Collected data entries:
//! Observer capability for batch progress.

use std::io;

use crate::config::CoverageConfig;

use super::{BatchReport, RunSummary};

/// Receives progress from [`BatchDriver::run`](super::BatchDriver::run).
///
/// Implementations own their side effects (console output, coordinate logs,
/// plotting buffers). An error from any hook aborts the run.
pub trait BatchObserver {
    /// Called once before the first batch.
    fn on_start(&mut self, _params: &RunParameters) -> io::Result<()> {
        Ok(())
    }

    /// Called after every recorded batch.
    fn on_batch(&mut self, report: &BatchReport<'_>) -> io::Result<()>;

    /// Called once after the loop ends, including interrupted runs.
    fn on_finish(&mut self, _summary: &RunSummary) -> io::Result<()> {
        Ok(())
    }
}

/// Parameters of a run, as seen by observers.
#[derive(Debug, Clone, Copy, PartialEq)]
pub struct RunParameters {
    pub iterations: u64,
    pub batch_size: usize,
    pub shell_radius: f64,
    pub coverage_radius: f64,
    pub reference_count: usize,
}

impl RunParameters {
    /// Parameters for `config` with `reference_count` reference points.
    pub fn from_config(config: &CoverageConfig, reference_count: usize) -> Self {
        Self {
            iterations: config.iterations(),
            batch_size: config.batch_size(),
            shell_radius: config.shell_radius(),
            coverage_radius: config.point_radius(),
            reference_count,
        }
    }
}

/// Observer that ignores everything. Used for headless runs.
#[derive(Debug, Clone, Copy, Default)]
pub struct NullObserver;

impl BatchObserver for NullObserver {
    fn on_batch(&mut self, _report: &BatchReport<'_>) -> io::Result<()> {
        Ok(())
    }
}

/// Forwards every event to several observers, in insertion order.
#[derive(Default)]
pub struct ObserverSet<'a> {
    observers: Vec<&'a mut dyn BatchObserver>,
}

impl<'a> ObserverSet<'a> {
    pub fn new() -> Self {
        Self {
            observers: Vec::new(),
        }
    }

    pub fn push(&mut self, observer: &'a mut dyn BatchObserver) {
        self.observers.push(observer);
    }

    pub fn len(&self) -> usize {
        self.observers.len()
    }

    pub fn is_empty(&self) -> bool {
        self.observers.is_empty()
    }
}

impl BatchObserver for ObserverSet<'_> {
    fn on_start(&mut self, params: &RunParameters) -> io::Result<()> {
        for observer in self.observers.iter_mut() {
            observer.on_start(params)?;
        }
        Ok(())
    }

    fn on_batch(&mut self, report: &BatchReport<'_>) -> io::Result<()> {
        for observer in self.observers.iter_mut() {
            observer.on_batch(report)?;
        }
        Ok(())
    }

    fn on_finish(&mut self, summary: &RunSummary) -> io::Result<()> {
        for observer in self.observers.iter_mut() {
            observer.on_finish(summary)?;
        }
        Ok(())
    }
}
//! ShellCover CLI - Command-line interface
//!
//! Estimates how much of a spherical shell is covered by discs around a set
//! of reference points read from coordinate files.
//!
//! ```text
//! shellcover points.xyz --point-radius 0.2 --iterations 1000 --batch-size 100
//! ```

mod error;
mod logging;
mod report;
mod run;

use std::path::PathBuf;
use std::process;

use clap::Parser;
use tracing::{error, warn};

use shellcover::CancellationToken;

use error::{CliError, EXIT_INTERRUPTED, EXIT_SUCCESS};
use run::RunArgs;

#[derive(Debug, Parser)]
#[command(name = "shellcover")]
#[command(version = shellcover::VERSION)]
#[command(about = "Monte Carlo estimate of spherical shell coverage", long_about = None)]
struct Cli {
    #[command(flatten)]
    run: RunArgs,

    /// Log filter directives (e.g. "debug" or "shellcover=trace")
    #[arg(long)]
    log_level: Option<String>,

    /// Also write log events to this file
    #[arg(long)]
    log_file: Option<PathBuf>,
}

fn main() {
    let cli = Cli::parse();

    let code = match execute(cli) {
        Ok(code) => code,
        Err(e) => {
            error!(error = %e, "Run failed");
            eprintln!("Error: {}", e);
            e.exit_code()
        }
    };
    process::exit(code);
}

fn execute(cli: Cli) -> Result<i32, CliError> {
    let _guard = logging::init_logging(cli.log_level.as_deref(), cli.log_file.as_deref())?;

    let cancellation = CancellationToken::new();
    let handler_token = cancellation.clone();
    ctrlc::set_handler(move || {
        eprintln!();
        eprintln!("Received interrupt, finishing current batch...");
        handler_token.cancel();
    })
    .map_err(|e| CliError::Signal(e.to_string()))?;

    let summary = run::run(cli.run, cancellation)?;
    if summary.interrupted {
        warn!(
            completed = summary.iterations_completed,
            requested = summary.iterations,
            "Run interrupted"
        );
        return Ok(EXIT_INTERRUPTED);
    }
    Ok(EXIT_SUCCESS)
}

#[cfg(test)]
mod tests {
    use super::*;

    #[test]
    fn test_parses_filenames_and_flags() {
        let cli = Cli::try_parse_from([
            "shellcover",
            "a.xyz",
            "b.xyz",
            "--point-radius",
            "0.3",
            "--batch-size",
            "16",
            "--quiet",
            "--visual-2d-clamp",
            "5",
        ])
        .unwrap();

        assert_eq!(cli.run.filenames.len(), 2);
        assert_eq!(cli.run.point_radius, Some(0.3));
        assert_eq!(cli.run.batch_size, Some(16));
        assert_eq!(cli.run.visual_2d_clamp, Some(5.0));
        assert!(cli.run.quiet);
        assert!(!cli.run.verbose);
    }

    #[test]
    fn test_requires_a_filename() {
        assert!(Cli::try_parse_from(["shellcover", "--quiet"]).is_err());
    }

    #[test]
    fn test_log_options() {
        let cli = Cli::try_parse_from([
            "shellcover",
            "p.xyz",
            "--log-level",
            "debug",
            "--log-file",
            "run.log",
        ])
        .unwrap();
        assert_eq!(cli.log_level.as_deref(), Some("debug"));
        assert_eq!(cli.log_file, Some(PathBuf::from("run.log")));
    }
}
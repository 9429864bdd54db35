//! Diagnostic logging setup.
//!
//! Diagnostics go to stderr through `tracing-subscriber`, so stdout carries
//! only report lines. The filter comes from `--log-level`, then `RUST_LOG`,
//! then defaults to `warn`. With `--log-file` a second, non-blocking writer
//! appends plain-text events to that file.

use std::fs::OpenOptions;
use std::path::Path;

use tracing_appender::non_blocking::WorkerGuard;
use tracing_subscriber::layer::SubscriberExt;
use tracing_subscriber::util::SubscriberInitExt;
use tracing_subscriber::{fmt, EnvFilter};

use crate::error::CliError;

/// Filter used when neither `--log-level` nor `RUST_LOG` is set.
pub const DEFAULT_LOG_FILTER: &str = "warn";

/// Build the event filter.
pub fn build_filter(level: Option<&str>) -> Result<EnvFilter, CliError> {
    match level {
        Some(directives) => EnvFilter::try_new(directives)
            .map_err(|e| CliError::Logging(format!("invalid log filter '{}': {}", directives, e))),
        None => Ok(EnvFilter::try_from_default_env()
            .unwrap_or_else(|_| EnvFilter::new(DEFAULT_LOG_FILTER))),
    }
}

/// Install the global subscriber.
///
/// The returned guard flushes the file writer on drop and must be held
/// until the program exits.
pub fn init_logging(
    level: Option<&str>,
    log_file: Option<&Path>,
) -> Result<Option<WorkerGuard>, CliError> {
    let filter = build_filter(level)?;

    let stderr_layer = fmt::layer()
        .with_target(true)
        .with_level(true)
        .with_writer(std::io::stderr);

    let (file_layer, guard) = match log_file {
        Some(path) => {
            let file = OpenOptions::new()
                .create(true)
                .append(true)
                .open(path)
                .map_err(|e| {
                    CliError::Logging(format!("cannot open {}: {}", path.display(), e))
                })?;
            let (writer, guard) = tracing_appender::non_blocking(file);
            let layer = fmt::layer().with_ansi(false).with_writer(writer);
            (Some(layer), Some(guard))
        }
        None => (None, None),
    };

    tracing_subscriber::registry()
        .with(filter)
        .with(stderr_layer)
        .with(file_layer)
        .try_init()
        .map_err(|e| CliError::Logging(e.to_string()))?;

    Ok(guard)
}
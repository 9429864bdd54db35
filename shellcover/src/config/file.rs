//! INI configuration file support.
//!
//! Every key is optional; missing keys leave the corresponding setting at
//! whatever the builder already holds.
//!
//! ```ini
//! [shell]
//! radius = 1.0
//! point_radius = 0.2
//!
//! [sampling]
//! iterations = 10000
//! batch_size = 8
//! seed = 42
//! theta_min = 0.0
//! theta_max = 3.141592653589793
//! phi_min = 0.0
//! phi_max = 6.283185307179586
//!
//! [output]
//! quiet = false
//! verbose = false
//! visual = false
//! visual_2d_clamp = 10.0
//! directory = .
//! ```

use std::path::{Path, PathBuf};
use std::str::FromStr;

use ini::{Ini, Properties};

use super::ConfigError;

/// Directory under the home directory holding the default config file.
pub const CONFIG_DIR_NAME: &str = ".shellcover";

/// Default config file name.
pub const CONFIG_FILE_NAME: &str = "config.ini";

/// Values read from a configuration file.
#[derive(Debug, Clone, Default, PartialEq)]
pub struct ConfigFile {
    pub shell_radius: Option<f64>,
    pub point_radius: Option<f64>,
    pub iterations: Option<u64>,
    pub batch_size: Option<usize>,
    pub seed: Option<u64>,
    pub theta_min: Option<f64>,
    pub theta_max: Option<f64>,
    pub phi_min: Option<f64>,
    pub phi_max: Option<f64>,
    pub quiet: Option<bool>,
    pub verbose: Option<bool>,
    pub visual: Option<bool>,
    pub visual_2d_clamp: Option<f64>,
    pub output_dir: Option<PathBuf>,
}

/// Path of the default configuration file (`~/.shellcover/config.ini`).
///
/// Returns `None` when the home directory cannot be determined.
pub fn config_file_path() -> Option<PathBuf> {
    dirs::home_dir().map(|home| home.join(CONFIG_DIR_NAME).join(CONFIG_FILE_NAME))
}

impl ConfigFile {
    /// Load a configuration file from disk.
    pub fn load(path: &Path) -> Result<Self, ConfigError> {
        let ini = Ini::load_from_file(path).map_err(|e| ConfigError::FileRead {
            path: path.to_path_buf(),
            reason: e.to_string(),
        })?;
        Self::from_ini(&ini)
    }

    /// Load the default configuration file if it exists.
    ///
    /// A missing file is not an error; a malformed one is.
    pub fn load_default() -> Result<Option<Self>, ConfigError> {
        match config_file_path() {
            Some(path) if path.is_file() => Self::load(&path).map(Some),
            _ => Ok(None),
        }
    }

    /// Parse configuration from INI text.
    pub fn parse(content: &str) -> Result<Self, ConfigError> {
        let ini = Ini::load_from_str(content).map_err(|e| ConfigError::FileRead {
            path: PathBuf::from("<string>"),
            reason: e.to_string(),
        })?;
        Self::from_ini(&ini)
    }

    fn from_ini(ini: &Ini) -> Result<Self, ConfigError> {
        let mut file = ConfigFile::default();

        if let Some(shell) = ini.section(Some("shell")) {
            file.shell_radius = read_value(shell, "shell", "radius")?;
            file.point_radius = read_value(shell, "shell", "point_radius")?;
        }

        if let Some(sampling) = ini.section(Some("sampling")) {
            file.iterations = read_value(sampling, "sampling", "iterations")?;
            file.batch_size = read_value(sampling, "sampling", "batch_size")?;
            file.seed = read_value(sampling, "sampling", "seed")?;
            file.theta_min = read_value(sampling, "sampling", "theta_min")?;
            file.theta_max = read_value(sampling, "sampling", "theta_max")?;
            file.phi_min = read_value(sampling, "sampling", "phi_min")?;
            file.phi_max = read_value(sampling, "sampling", "phi_max")?;
        }

        if let Some(output) = ini.section(Some("output")) {
            file.quiet = read_bool(output, "output", "quiet")?;
            file.verbose = read_bool(output, "output", "verbose")?;
            file.visual = read_bool(output, "output", "visual")?;
            file.visual_2d_clamp = read_value(output, "output", "visual_2d_clamp")?;
            file.output_dir = output
                .get("directory")
                .map(str::trim)
                .filter(|s| !s.is_empty())
                .map(PathBuf::from);
        }

        Ok(file)
    }
}

fn read_value<T>(props: &Properties, section: &str, key: &str) -> Result<Option<T>, ConfigError>
where
    T: FromStr,
    T::Err: std::fmt::Display,
{
    match props.get(key).map(str::trim) {
        None | Some("") => Ok(None),
        Some(raw) => raw
            .parse::<T>()
            .map(Some)
            .map_err(|e| ConfigError::InvalidValue {
                key: format!("{}.{}", section, key),
                value: raw.to_string(),
                reason: e.to_string(),
            }),
    }
}

fn read_bool(props: &Properties, section: &str, key: &str) -> Result<Option<bool>, ConfigError> {
    match props.get(key).map(str::trim) {
        None | Some("") => Ok(None),
        Some(raw) => match raw.to_lowercase().as_str() {
            "true" | "yes" | "on" | "1" => Ok(Some(true)),
            "false" | "no" | "off" | "0" => Ok(Some(false)),
            _ => Err(ConfigError::InvalidValue {
                key: format!("{}.{}", section, key),
                value: raw.to_string(),
                reason: "expected true or false".to_string(),
            }),
        },
    }
}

◆ **What you need to do**: Your answer should hold exactly the lines from the one containing "fn read_value<T>(props: &Properties, section: &str, key: &str)" to the last line of the data, both included, and no others.

◆ **Solution**:
fn read_value<T>(props: &Properties, section: &str, key: &str) -> Result<Option<T>, ConfigError>
where
    T: FromStr,
    T::Err: std::fmt::Display,
{
    match props.get(key).map(str::trim) {
        None | Some("") => Ok(None),
        Some(raw) => raw
            .parse::<T>()
            .map(Some)
            .map_err(|e| ConfigError::InvalidValue {
                key: format!("{}.{}", section, key),
                value: raw.to_string(),
                reason: e.to_string(),
            }),
    }
}

fn read_bool(props: &Properties, section: &str, key: &str) -> Result<Option<bool>, ConfigError> {
    match props.get(key).map(str::trim) {
        None | Some("") => Ok(None),
        Some(raw) => match raw.to_lowercase().as_str() {
            "true" | "yes" | "on" | "1" => Ok(Some(true)),
            "false" | "no" | "off" | "0" => Ok(Some(false)),
            _ => Err(ConfigError::InvalidValue {
                key: format!("{}.{}", section, key),
                value: raw.to_string(),
                reason: "expected true or false".to_string(),
            }),
        },
    }
}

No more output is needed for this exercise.